DOCTOR: Wait one minute, then, till I've written these prescriptions.
VISITOR: Go' bless you, Doctor. We ain't ser much as looked at Dr. Popham's physic. We ain't, straight. The boy is very bad. 'Is face 'as gone a very funny colour. 'Ot this evenin', ain't it? Much obliged to you, I'm sure, Doctor. Think you kin put it right? The boy is bad. It's a 'ot evenin'. What they playin' at in the 'ealth orfice, Doctor—leavin' a man's child to die?
XIX
CURING THE CURER
"Yes, Aunt Isobel," said James—"I quite agree with you. The silly old duffer ought certainly to take an anti-something. He's as down-hearted and high-tempered as possible."

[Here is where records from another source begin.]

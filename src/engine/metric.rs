use crate::backend::{Backend, Elm};

pub struct Accuracy;

impl Accuracy {
    /// Fraction of rows whose arg-max matches the target's arg-max.
    ///
    /// pred: [Batch, Classes] (logits or probabilities)
    /// target: [Batch, Classes] (one-hot)
    pub fn compute<B: Backend>(pred: &B::Tensor, target: &B::Tensor) -> Elm {
        let correct = Self::count_correct::<B>(pred, target);
        let total = B::shape(pred).first().copied().unwrap_or(0);
        if total == 0 {
            return 0.0;
        }
        correct as Elm / total as Elm
    }

    pub fn count_correct<B: Backend>(pred: &B::Tensor, target: &B::Tensor) -> usize {
        let axis = B::shape(pred).len() - 1;
        let pred_idx = B::argmax(pred, axis);
        let target_idx = B::argmax(target, axis);
        pred_idx
            .iter()
            .zip(target_idx.iter())
            .filter(|(p, t)| p == t)
            .count()
    }
}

"Certainly," quoth Aunt Isobel—a thin and very definite lady, with a wire-woven manner—"something ought to be done. Your father is looking very unwell. I attribute his condition to overwork and undernourishment."
"Nourishment's all right, Aunt Isobel," protested James. "He eats enough to fill an ox."
Aunt Isobel winced and raised an arresting forearm, as if to ward off some physical menace. "You really do employ the most trying phrases, my dear," she said. "Personally, I am a stronger believer in Anti-Nervo. Two tablets, three times a day—one before each meal, and one after. It is really a quite remarkable remedy. Poverty of blood is one of a great number of complaints for which the makers themselves especially recommend it. Poverty of blood is, of course, your father's chief trouble. He is much under-nourished."